Dieu, l'être transcendant,
Est présent dans le cœur sous la forme d'un "je suis je",
Essence du Soi, être simple, libre des pensées.
Parmi les innombrables noms qu'on lui donne
Dans les religions et les langues des hommes,
Nul autre nom n'est aussi juste ni aussi élégant
Que ce nom : "je".
Pour ceux qui sont attirés par le Soi,
Seul le nom "je suis je", parmi tous les noms de Dieu,
Résonnera sans cesse au firmament du cœur
Une fois l'ego anéanti.
Et il restera là, au centre de l'attention,
Telle une ultime parole silencieuse.
Même si vous vous contentez de penser sans cesse
Ce nom premier, "je suis je", l'attention recueillie sur ce sens du "je",
Alors cette pratique vous conduira à la source d'où jaillit la pensée fausse "je (suis Untel)",
Matrice de l'ego qui fait lien avec un corps (limité).

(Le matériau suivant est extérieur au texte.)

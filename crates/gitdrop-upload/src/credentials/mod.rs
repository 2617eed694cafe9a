//! Credential formatting.
//!
//! Turns a repository URL plus credentials into something the `git` client
//! can use without prompting:
//!
//! - **Token** and **Basic**: an HTTPS clone URL with the credentials
//!   percent-encoded into its authority, following each provider's
//!   convention (see [`Provider::token_userinfo`]).
//! - **SSH**: an [`SshIdentity`] holding the key and a client configuration,
//!   plus an SSH connection URL. The identity is handed to each git
//!   subprocess through its own environment, never through process-global
//!   state, so concurrent SSH uploads cannot see each other's keys.

mod ssh;
mod url;

use std::fmt;
use std::path::Path;
use std::str::FromStr;

use serde::{Deserialize, Serialize};
use zeroize::Zeroizing;

use crate::error::{UploadError, UploadResult};
use crate::provider::Provider;

/// Userinfo shorter than this is only redacted where it precedes `@`.
const MIN_BARE_REDACT_LEN: usize = 8;

pub use self::ssh::SshIdentity;
pub use self::url::{
    encode_component, has_embedded_credentials, normalize_to_https, ssh_url, with_userinfo,
};

/// Supported authentication methods.
#[derive(Debug, Clone, Copy, PartialEq, Eq, Hash, Serialize, Deserialize)]
#[serde(rename_all = "lowercase")]
pub enum AuthMethod {
    /// Personal access token.
    Token,
    /// Username and password (or app password).
    Basic,
    /// SSH private key.
    Ssh,
}

impl AuthMethod {
    /// Lowercase identifier.
    #[must_use]
    pub fn as_str(self) -> &'static str {
        match self {
            Self::Token => "token",
            Self::Basic => "basic",
            Self::Ssh => "ssh",
        }
    }
}

impl fmt::Display for AuthMethod {
    fn fmt(&self, f: &mut fmt::Formatter<'_>) -> fmt::Result {
        f.write_str(self.as_str())
    }
}

impl FromStr for AuthMethod {
    type Err = UploadError;

    fn from_str(s: &str) -> Result<Self, Self::Err> {
        match s.trim().to_ascii_lowercase().as_str() {
            "token" => Ok(Self::Token),
            "basic" => Ok(Self::Basic),
            "ssh" => Ok(Self::Ssh),
            other => Err(UploadError::UnsupportedAuthMethod(format!(
                "'{other}'. Supported methods: token, basic, ssh"
            ))),
        }
    }
}

/// Credentials for one upload. The variant fixes the [`AuthMethod`].
///
/// Secret material is zeroed when dropped and never printed by `Debug`.
#[derive(Clone)]
pub enum Credentials {
    /// Personal access token.
    Token(Zeroizing<String>),
    /// Username and password.
    Basic {
        /// Account name.
        username: String,
        /// Password or app password.
        password: Zeroizing<String>,
    },
    /// SSH private key in OpenSSH or PEM format.
    Ssh(Zeroizing<String>),
}

impl Credentials {
    /// Token credentials.
    #[must_use]
    pub fn token(token: impl Into<String>) -> Self {
        Self::Token(Zeroizing::new(token.into()))
    }

    /// Username/password credentials.
    #[must_use]
    pub fn basic(username: impl Into<String>, password: impl Into<String>) -> Self {
        Self::Basic {
            username: username.into(),
            password: Zeroizing::new(password.into()),
        }
    }

    /// SSH private key credentials.
    #[must_use]
    pub fn ssh_key(private_key: impl Into<String>) -> Self {
        Self::Ssh(Zeroizing::new(private_key.into()))
    }

    /// The method these credentials authenticate with.
    #[must_use]
    pub fn method(&self) -> AuthMethod {
        match self {
            Self::Token(_) => AuthMethod::Token,
            Self::Basic { .. } => AuthMethod::Basic,
            Self::Ssh(_) => AuthMethod::Ssh,
        }
    }

    /// Fail unless every credential field is non-blank.
    ///
    /// # Errors
    ///
    /// Returns [`UploadError::Validation`] naming the blank field.
    pub fn ensure_present(&self) -> UploadResult<()> {
        let blank = match self {
            Self::Token(token) if token.trim().is_empty() => Some("access token"),
            Self::Basic { username, .. } if username.trim().is_empty() => Some("username"),
            Self::Basic { password, .. } if password.trim().is_empty() => Some("password"),
            Self::Ssh(key) if key.trim().is_empty() => Some("SSH private key"),
            _ => None,
        };
        match blank {
            Some(field) => Err(UploadError::Validation(format!(
                "{field} is required for {} authentication",
                self.method()
            ))),
            None => Ok(()),
        }
    }
}

impl fmt::Debug for Credentials {
    fn fmt(&self, f: &mut fmt::Formatter<'_>) -> fmt::Result {
        match self {
            Self::Token(_) => f.debug_tuple("Token").field(&"***").finish(),
            Self::Basic { username, .. } => f
                .debug_struct("Basic")
                .field("username", username)
                .field("password", &"***")
                .finish(),
            Self::Ssh(_) => f.debug_tuple("Ssh").field(&"***").finish(),
        }
    }
}

/// Resolved authentication for one upload.
///
/// Created per operation and destroyed with [`AuthContext::close`].
pub enum AuthContext {
    /// HTTPS (or local) remote whose URL carries any credentials itself.
    Url {
        /// URL used for clone and push.
        clone_url: Zeroizing<String>,
        /// The same URL with credentials removed, for messages.
        display_url: String,
        /// Percent-encoded userinfo embedded in `clone_url`, if any.
        userinfo: Option<Zeroizing<String>>,
    },
    /// SSH remote authenticated by an ephemeral identity.
    Ssh {
        /// `git@host:path` or `ssh://` connection URL.
        remote_url: String,
        /// Key material and client config.
        identity: SshIdentity,
    },
}

impl fmt::Debug for AuthContext {
    fn fmt(&self, f: &mut fmt::Formatter<'_>) -> fmt::Result {
        match self {
            Self::Url {
                display_url,
                userinfo,
                ..
            } => f
                .debug_struct("Url")
                .field("display_url", display_url)
                .field("has_credentials", &userinfo.is_some())
                .finish(),
            Self::Ssh {
                remote_url,
                identity,
            } => f
                .debug_struct("Ssh")
                .field("remote_url", remote_url)
                .field("identity", identity)
                .finish(),
        }
    }
}

impl AuthContext {
    /// Build the authentication context for `repo_url`.
    ///
    /// `temp_root` is where SSH key directories are created; `None` uses the
    /// system temporary directory.
    ///
    /// # Errors
    ///
    /// Returns [`UploadError::AuthSetup`] if SSH key material cannot be
    /// written.
    pub fn resolve(
        repo_url: &str,
        credentials: &Credentials,
        provider: Provider,
        temp_root: Option<&Path>,
    ) -> UploadResult<Self> {
        match credentials {
            Credentials::Token(token) => {
                let userinfo = provider.token_userinfo(&encode_component(token));
                Ok(Self::with_credentials(repo_url, userinfo))
            },
            Credentials::Basic { username, password } => {
                let userinfo = format!(
                    "{}:{}",
                    encode_component(username),
                    encode_component(password)
                );
                Ok(Self::with_credentials(repo_url, userinfo))
            },
            Credentials::Ssh(key) => {
                let identity = SshIdentity::create(key, temp_root)?;
                Ok(Self::Ssh {
                    remote_url: ssh_url(repo_url),
                    identity,
                })
            },
        }
    }

    /// An unauthenticated context that uses `remote_url` verbatim.
    ///
    /// Useful for public repositories and local `file://` remotes.
    #[must_use]
    pub fn anonymous(remote_url: impl Into<String>) -> Self {
        let url: String = remote_url.into();
        Self::Url {
            display_url: url.clone(),
            clone_url: Zeroizing::new(url),
            userinfo: None,
        }
    }

    fn with_credentials(repo_url: &str, userinfo: String) -> Self {
        let display_url = normalize_to_https(repo_url);
        let clone_url = with_userinfo(&display_url, &userinfo);
        Self::Url {
            clone_url: Zeroizing::new(clone_url),
            display_url,
            userinfo: Some(Zeroizing::new(userinfo)),
        }
    }

    /// URL handed to `git clone`.
    #[must_use]
    pub fn remote_url(&self) -> &str {
        match self {
            Self::Url { clone_url, .. } => clone_url,
            Self::Ssh { remote_url, .. } => remote_url,
        }
    }

    /// Whether this context authenticates over SSH.
    #[must_use]
    pub fn is_ssh(&self) -> bool {
        matches!(self, Self::Ssh { .. })
    }

    /// `GIT_SSH_COMMAND` for subprocesses of this operation, if SSH is used.
    #[must_use]
    pub fn ssh_command(&self) -> Option<String> {
        match self {
            Self::Ssh { identity, .. } => Some(identity.ssh_command()),
            Self::Url { .. } => None,
        }
    }

    /// Remove credentials from text produced by git before it is stored in
    /// an error or written to a log.
    #[must_use]
    pub fn redact(&self, text: &str) -> String {
        match self {
            Self::Url {
                clone_url,
                display_url,
                userinfo,
            } => {
                let mut out = text.replace(clone_url.as_str(), display_url);
                if let Some(info) = userinfo
                    && !info.is_empty()
                {
                    out = out.replace(&format!("{}@", info.as_str()), "***@");
                    // Short values also occur in ordinary git output.
                    if info.len() >= MIN_BARE_REDACT_LEN {
                        out = out.replace(info.as_str(), "***");
                    }
                }
                out
            },
            Self::Ssh { .. } => text.to_owned(),
        }
    }

    /// Destroy key material created for this context.
    ///
    /// # Errors
    ///
    /// Returns [`UploadError::Cleanup`] if the SSH key directory cannot be
    /// removed.
    pub fn close(self) -> UploadResult<()> {
        match self {
            Self::Ssh { identity, .. } => identity.close(),
            Self::Url { .. } => Ok(()),
        }
    }
}
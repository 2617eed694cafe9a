//! Repository URL rewriting for authenticated access.

/// Rewrite a repository URL as `https://host/path.git` with no userinfo.
///
/// Accepts SCP-style `git@host:path`, `ssh://user@host[:port]/path` and
/// `http(s)://[userinfo@]host/path`. The result is idempotent under
/// re-normalization.
#[must_use]
pub fn normalize_to_https(repo_url: &str) -> String {
    let trimmed = repo_url.trim();

    let (host, path) = if let Some(rest) = trimmed.strip_prefix("git@")
        && let Some((host, path)) = rest.split_once(':')
        && !rest.contains("://")
    {
        (host.to_owned(), path)
    } else {
        let (scheme, rest) = trimmed.split_once("://").unwrap_or(("https", trimmed));
        let (authority, path) = rest.split_once('/').unwrap_or((rest, ""));
        // Userinfo ends at the last '@' of the authority.
        let host = authority.rsplit_once('@').map_or(authority, |(_, h)| h);
        let host = if scheme.eq_ignore_ascii_case("ssh") {
            // SSH ports mean nothing over HTTPS.
            host.split_once(':').map_or(host, |(h, _)| h)
        } else {
            host
        };
        (host.to_owned(), path)
    };

    let path = path.trim_matches('/');
    let path = path.strip_suffix(".git").unwrap_or(path);
    format!("https://{host}/{path}.git")
}

/// Insert `userinfo@` into the authority of an `https://` URL.
#[must_use]
pub fn with_userinfo(https_url: &str, userinfo: &str) -> String {
    match https_url.strip_prefix("https://") {
        Some(rest) => format!("https://{userinfo}@{rest}"),
        None => https_url.to_owned(),
    }
}

/// Percent-encode a credential component the way browsers'
/// `encodeURIComponent` does for the characters that matter in userinfo.
#[must_use]
pub fn encode_component(raw: &str) -> String {
    urlencoding::encode(raw).into_owned()
}

/// Produce the SSH connection URL for a repository.
///
/// SSH-form input (`git@…` or `ssh://…`) is returned unchanged. HTTPS input
/// becomes `git@<host>:<path>.git`. Unparseable input is returned unchanged.
#[must_use]
pub fn ssh_url(repo_url: &str) -> String {
    let trimmed = repo_url.trim();
    if trimmed.starts_with("git@") || trimmed.starts_with("ssh://") {
        return trimmed.to_owned();
    }

    let Ok(parsed) = url::Url::parse(trimmed) else {
        tracing::warn!("could not convert repository URL to SSH form, using it as given");
        return trimmed.to_owned();
    };
    let Some(host) = parsed.host_str() else {
        tracing::warn!("repository URL has no host, using it as given");
        return trimmed.to_owned();
    };

    let path = parsed.path().trim_start_matches('/');
    let path = path.strip_suffix(".git").unwrap_or(path);
    format!("git@{host}:{path}.git")
}

/// Whether a URL carries credentials in its authority.
///
/// SCP-style `git@host:path` URLs name an SSH login user, not a credential.
#[must_use]
pub fn has_embedded_credentials(remote_url: &str) -> bool {
    if remote_url.starts_with("git@") {
        return false;
    }
    url::Url::parse(remote_url)
        .is_ok_and(|u| !u.username().is_empty() || u.password().is_some())
}
//! `gitdrop provider <url>`.

use anyhow::Result;
use gitdrop_upload::Provider;

/// Print the provider detected for `url`.
pub(crate) fn run(url: &str, json: bool) -> Result<()> {
    let provider = Provider::detect(url);
    if json {
        println!(
            "{}",
            serde_json::to_string(&serde_json::json!({ "provider": provider }))?
        );
    } else {
        println!("{provider}");
    }
    Ok(())
}
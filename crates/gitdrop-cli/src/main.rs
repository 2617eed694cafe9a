//! gitdrop CLI - commit local files to a remote git repository.
//!
//! Reads configuration, sets up logging, and hands uploads to
//! `gitdrop-upload`. Exit code 2 means the request itself was at fault;
//! 1 means anything else failed.

#![deny(unsafe_code)]
#![deny(missing_docs)]
#![deny(clippy::all)]
#![warn(unreachable_pub)]
#![deny(clippy::unwrap_used)]
#![cfg_attr(test, allow(clippy::unwrap_used))]

use std::path::PathBuf;
use std::process::ExitCode;

use anyhow::Result;
use clap::{Parser, Subcommand};

mod commands;
mod config_bridge;
mod theme;

use commands::{config, provider, upload};

/// gitdrop - push files to a git repository in one step
#[derive(Parser)]
#[command(name = "gitdrop")]
#[command(author, version, about, long_about = None)]
struct Cli {
    /// Enable debug logging
    #[arg(short, long, global = true)]
    verbose: bool,

    /// Additional config file, applied over system and user config
    #[arg(short, long, global = true)]
    config: Option<PathBuf>,

    #[command(subcommand)]
    command: Commands,
}

#[derive(Subcommand)]
enum Commands {
    /// Commit files (zip archives are expanded) and push them to a branch
    Upload(upload::UploadArgs),

    /// Print the hosting provider detected for a repository URL
    Provider {
        /// Repository URL
        url: String,

        /// Print JSON
        #[arg(long)]
        json: bool,
    },

    /// View configuration
    Config {
        #[command(subcommand)]
        command: ConfigCommands,
    },
}

#[derive(Subcommand)]
enum ConfigCommands {
    /// Show the resolved configuration with the source of each value
    Show {
        /// Output format: toml or json
        #[arg(short, long, default_value = "toml")]
        format: String,

        /// Only show one section (upload, git, archive, logging)
        #[arg(short, long)]
        section: Option<String>,
    },
    /// List config files and environment variables that are consulted
    Paths,
}

#[tokio::main]
async fn main() -> Result<ExitCode> {
    let cli = Cli::parse();

    let loaded = gitdrop_config::Config::load(cli.config.as_deref());

    let mut log_config = match &loaded {
        Ok(resolved) => config_bridge::to_log_config(&resolved.config),
        Err(_) => gitdrop_telemetry::LogConfig::new("info"),
    };
    if cli.verbose {
        "debug".clone_into(&mut log_config.level);
    }
    if let Err(e) = gitdrop_telemetry::setup_logging(&log_config) {
        eprintln!("Failed to initialize logging: {e}");
    }

    match cli.command {
        Commands::Upload(args) => upload::run(args, &loaded?.config).await,
        Commands::Provider { url, json } => {
            provider::run(&url, json)?;
            Ok(ExitCode::SUCCESS)
        },
        Commands::Config { command } => {
            match command {
                ConfigCommands::Show { format, section } => {
                    config::show_config(&loaded?, &format, section.as_deref())?;
                },
                ConfigCommands::Paths => config::show_paths(cli.config.as_deref())?,
            }
            Ok(ExitCode::SUCCESS)
        },
    }
}
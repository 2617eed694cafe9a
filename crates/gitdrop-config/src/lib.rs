#![deny(unsafe_code)]
#![warn(missing_docs)]
#![deny(clippy::all)]
#![warn(unreachable_pub)]
//! Layered configuration for gitdrop.
//!
//! # Usage
//!
//! ```rust,no_run
//! use gitdrop_config::Config;
//!
//! let resolved = Config::load(None).unwrap();
//! println!("default branch: {}", resolved.config.upload.default_branch);
//! ```
//!
//! # Configuration Precedence
//!
//! From highest to lowest priority:
//!
//! 1. **Explicit file** (`--config <file>`)
//! 2. **User** (`~/.gitdrop/config.toml`)
//! 3. **System** (`/etc/gitdrop/config.toml`)
//! 4. **Environment variables** (`GITDROP_*`), fallback only
//! 5. **Embedded defaults** (`defaults.toml` compiled into the binary)
//!
//! This crate does not depend on the other gitdrop crates. The CLI converts
//! sections into upload and logging settings.

/// `GITDROP_*` environment fallbacks.
pub mod env;
/// Configuration error types.
pub mod error;
/// File discovery and layered loading.
pub mod loader;
/// Layered merging with source tracking.
pub mod merge;
/// Resolved configuration display.
pub mod show;
/// Configuration struct definitions.
pub mod types;
/// Range and enum checks on merged configuration.
pub mod validate;

pub use error::{ConfigError, ConfigResult};
pub use loader::ConfigPaths;
pub use merge::{ConfigLayer, FieldSources};
pub use show::{ResolvedConfig, ShowFormat};
pub use types::*;

impl Config {
    /// Load with the full precedence chain, adding `explicit` as the
    /// highest-precedence file.
    ///
    /// # Errors
    ///
    /// Returns a [`ConfigError`] if the home directory is unknown, a config
    /// file is malformed, or the result fails validation.
    pub fn load(explicit: Option<&std::path::Path>) -> ConfigResult<ResolvedConfig> {
        loader::load(&ConfigPaths::standard(explicit)?)
    }

    /// Load a single file over the built-in defaults.
    ///
    /// # Errors
    ///
    /// Returns a [`ConfigError`] if the file cannot be read or parsed, or
    /// fails validation.
    pub fn load_file(path: &std::path::Path) -> ConfigResult<Self> {
        loader::load_file(path)
    }
}
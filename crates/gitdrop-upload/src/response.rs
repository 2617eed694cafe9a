//! Outbound upload contract.

use serde::Serialize;

use crate::error::{ErrorCategory, NETWORK_PHRASES, UploadError, diagnostic_text};
use crate::provider::Provider;

/// Message returned with every successful upload.
pub const SUCCESS_MESSAGE: &str = "Files uploaded successfully";

/// Result of a successful upload.
#[derive(Debug, Clone, PartialEq, Eq, Serialize)]
#[serde(rename_all = "camelCase")]
pub struct UploadOutcome {
    /// Always `true`.
    pub success: bool,
    /// Human-readable summary.
    pub message: String,
    /// Number of entries after archive expansion.
    pub files_processed: usize,
    /// Branch the commit was pushed to.
    pub branch: String,
    /// Provider inferred from the repository URL.
    pub provider: Provider,
    /// Message of the pushed commit.
    pub commit_message: String,
    /// Id of the pushed commit.
    pub commit_id: String,
}

/// Classified failure handed back to the request layer.
#[derive(Debug, Clone, PartialEq, Eq, Serialize)]
pub struct ErrorResponse {
    /// Short error code such as `PushError`.
    pub error: String,
    /// User-facing explanation.
    pub message: String,
    /// Raw, credential-redacted diagnostic for operators.
    pub details: String,
    /// What the user can do about it, when known.
    #[serde(skip_serializing_if = "Option::is_none")]
    pub hint: Option<String>,
    #[serde(skip)]
    category: ErrorCategory,
}

/// Well-known git failure phrases and what to tell the user about them.
/// Checked in order; the first match wins.
const TRANSPORT_PATTERNS: &[(&[&str], &str, &str)] = &[
    (
        &["authentication failed", "denied"],
        "Authentication failed - please check your credentials",
        "Verify your access token has the correct permissions or your SSH key is valid",
    ),
    (
        &["repository not found", "does not appear to be a git repository"],
        "Repository not found or access denied",
        "Check the repository URL and ensure you have access to it",
    ),
    (
        NETWORK_PHRASES,
        "Network error occurred",
        "Please check your internet connection and try again",
    ),
    (
        &["remote rejected", "[rejected]"],
        "Push was rejected by remote",
        "This might happen if the branch is protected or you lack push permissions",
    ),
];

impl ErrorResponse {
    /// Classify an upload failure.
    ///
    /// Clone, push, and other git failures are matched against known git
    /// phrases to produce a friendlier message; `details` always keeps the
    /// original text.
    #[must_use]
    pub fn from_error(err: &UploadError) -> Self {
        let category = err.category();
        let details = err.to_string();

        let transport = matches!(
            err,
            UploadError::Clone(_) | UploadError::Push(_) | UploadError::Git { .. }
        );
        let matched = transport
            .then(|| {
                let lower = diagnostic_text(&details);
                TRANSPORT_PATTERNS
                    .iter()
                    .find(|(needles, _, _)| needles.iter().any(|n| lower.contains(n)))
            })
            .flatten();

        let (message, hint) = match matched {
            Some((_, message, hint)) => ((*message).to_owned(), Some((*hint).to_owned())),
            None => (default_message(err), default_hint(category)),
        };

        Self {
            error: category.code().to_owned(),
            message,
            details,
            hint,
            category,
        }
    }

    /// Category the failure was classified into.
    #[must_use]
    pub fn category(&self) -> ErrorCategory {
        self.category
    }

    /// Whether the caller can fix this by changing the request.
    #[must_use]
    pub fn is_caller_error(&self) -> bool {
        self.category.is_caller_error()
    }
}

impl From<UploadError> for ErrorResponse {
    fn from(err: UploadError) -> Self {
        Self::from_error(&err)
    }
}

impl std::fmt::Display for ErrorResponse {
    fn fmt(&self, f: &mut std::fmt::Formatter<'_>) -> std::fmt::Result {
        write!(f, "{}: {}", self.error, self.message)
    }
}

fn default_message(err: &UploadError) -> String {
    match err {
        UploadError::Validation(_)
        | UploadError::UnsupportedAuthMethod(_)
        | UploadError::FileProcessing { .. }
        | UploadError::NoChanges => err.to_string(),
        UploadError::AuthSetup(_) => "Failed to configure SSH authentication".into(),
        UploadError::Clone(_) => "Failed to clone repository".into(),
        UploadError::Push(_) => "Failed to push changes".into(),
        UploadError::Git { command, .. } => format!("git {command} failed"),
        UploadError::Cleanup(_) | UploadError::InvalidState { .. } | UploadError::Io(_) => {
            "Upload failed".into()
        },
    }
}

fn default_hint(category: ErrorCategory) -> Option<String> {
    let hint = match category {
        ErrorCategory::NoChanges => {
            "The uploaded files are identical to what is already on the branch"
        },
        ErrorCategory::UnsupportedAuthMethod => "Use one of: token, basic, ssh",
        ErrorCategory::AuthSetup => "Check that the SSH private key is complete and valid",
        _ => return None,
    };
    Some(hint.to_owned())
}
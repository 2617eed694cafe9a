//! Bridge from `gitdrop_config::Config` to upload and logging settings.

use std::path::PathBuf;
use std::time::Duration;

use gitdrop_config::Config;
use gitdrop_telemetry::{FileRotation, LogConfig, LogFormat};
use gitdrop_upload::{ArchiveLimits, Author, GitSettings, UploadDefaults};

/// Convert config to [`LogConfig`].
pub(crate) fn to_log_config(cfg: &Config) -> LogConfig {
    let format = match cfg.logging.format.as_str() {
        "pretty" => LogFormat::Pretty,
        "json" => LogFormat::Json,
        "full" => LogFormat::Full,
        _ => LogFormat::Compact,
    };

    let mut log_config = LogConfig::new(&cfg.logging.level).with_format(format);
    if let Some(dir) = &cfg.logging.directory {
        log_config = log_config.with_file_logging(dir, FileRotation::Daily);
    }
    for directive in &cfg.logging.directives {
        log_config = log_config.with_directive(directive);
    }

    log_config
}

/// Convert config to [`GitSettings`]. A zero timeout disables the limit.
pub(crate) fn to_git_settings(cfg: &Config) -> GitSettings {
    let secs = cfg.git.network_timeout_secs;
    GitSettings {
        binary: PathBuf::from(&cfg.git.binary),
        network_timeout: (secs > 0).then(|| Duration::from_secs(secs)),
        temp_root: cfg.git.temp_dir.as_ref().map(PathBuf::from),
    }
}

/// Convert config to [`ArchiveLimits`].
pub(crate) fn to_archive_limits(cfg: &Config) -> ArchiveLimits {
    ArchiveLimits {
        max_entries: cfg.archive.max_entries,
        max_extracted_bytes: cfg.archive.max_extracted_bytes,
    }
}

/// Convert config to [`UploadDefaults`].
pub(crate) fn to_upload_defaults(cfg: &Config) -> UploadDefaults {
    let u = &cfg.upload;
    UploadDefaults {
        branch: u.default_branch.clone(),
        commit_message: u.commit_message.clone(),
        author: Author {
            name: u.author_name.clone(),
            email: u.author_email.clone(),
        },
        max_files: u.max_files,
        max_file_size_bytes: u.max_file_size_bytes,
    }
}

#[cfg(test)]
mod tests {
    use super::*;
    use gitdrop_telemetry::LogTarget;

    #[test]
    fn defaults_match_domain_defaults() {
        let cfg = Config::default();
        assert_eq!(to_upload_defaults(&cfg), UploadDefaults::default());
        assert_eq!(to_archive_limits(&cfg), ArchiveLimits::default());

        let git = to_git_settings(&cfg);
        let expected = GitSettings::default();
        assert_eq!(git.binary, expected.binary);
        assert_eq!(git.network_timeout, expected.network_timeout);
        assert!(git.temp_root.is_none());
    }

    #[test]
    fn zero_timeout_disables_limit() {
        let mut cfg = Config::default();
        cfg.git.network_timeout_secs = 0;
        cfg.git.temp_dir = Some("/srv/gitdrop".into());
        let git = to_git_settings(&cfg);
        assert!(git.network_timeout.is_none());
        assert_eq!(git.temp_root, Some(PathBuf::from("/srv/gitdrop")));
    }

    #[test]
    fn logging_section_maps_to_log_config() {
        let mut cfg = Config::default();
        cfg.logging.level = "debug".into();
        cfg.logging.format = "json".into();
        cfg.logging.directives = vec!["gitdrop_upload=trace".into()];
        cfg.logging.directory = Some("/var/log/gitdrop".into());

        let log = to_log_config(&cfg);
        assert_eq!(log.level, "debug");
        assert_eq!(log.format, LogFormat::Json);
        assert_eq!(log.directives, vec!["gitdrop_upload=trace"]);
        assert_eq!(log.target, LogTarget::File(PathBuf::from("/var/log/gitdrop")));
    }
}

Une Guirlande de paroles lourdes de sens, Guru Vacaka Kovai, poèmes de Muruganar et Ramana Mahari, 712-716, traduit par TV Venkatabramanian, R. Butler et D. Godman.

mardi 23 octobre 2012

L'effort, cette maladie épuisante





Les efforts (que l'on peut faire pour faire l'expérience de notre vraie nature) se dévoilent n'être que des entraves.
C'est pourquoi cette révélation sur la perfection de toute chose enseigne que cette maladie épuisante qu'est l'effort appliqué à l'état sans effort, est un obstacle.
Quand on imagine l'(état sans effort), on ne réalise jamais la réalité alors que la réalité est (déjà) présente[1].
Les Dix sūtras


[1] Le locatif est sans doute ici à prendre comme un "locatif absolu".

La Grande Complétude qui transcende le yoga[1] ne dépend pas d'une pratique qui dure dans le temps.
Bien plutôt, l'on se détend, l'esprit non amendé, dans l'état naturel authentique.
Quand la conscience ordinaire n'est pas amendée, ces idéaux que sont le corps, la parole et l'esprit (d'un Bouddha) sont naturellement présents.
Une Clef magique pour ouvrir la chambre aux trésors

Dans la réalité sans construction, le concept "état naturel" est absent.
Cependant, les phénomènes se manifestent en leur variété.
Ils sont le (Bouddha éternel) Toujours-Bon, par-delà acceptation et rejet.
Cet état est depuis toujours au-delà des combats (spirituels) et des pratiques.
L'on transcende donc cette maladie qu'est l'effort en vue de gagner ce qui est déjà gagné.
Bien plutôt, on se détend dans ce qui est spontanément présent.
Les dix sutras

L'on n'accomplit point l'éveil parfait, dépourvu de tout effort, en le forgeant de toutes pièces.
On l'actualise par une détente naturelle, sans nulle imagination.
Aucun Bouddha passé, présent ou à venir n'a tenté de fabriquer l'état naturel.
Une Clef magique pour ouvrir la chambre aux trésors


[1] Atiyoga : qui transcende le "grand" yoga de la phase de développement et le yoga "consécutif" (anu) de la phase d'achèvement.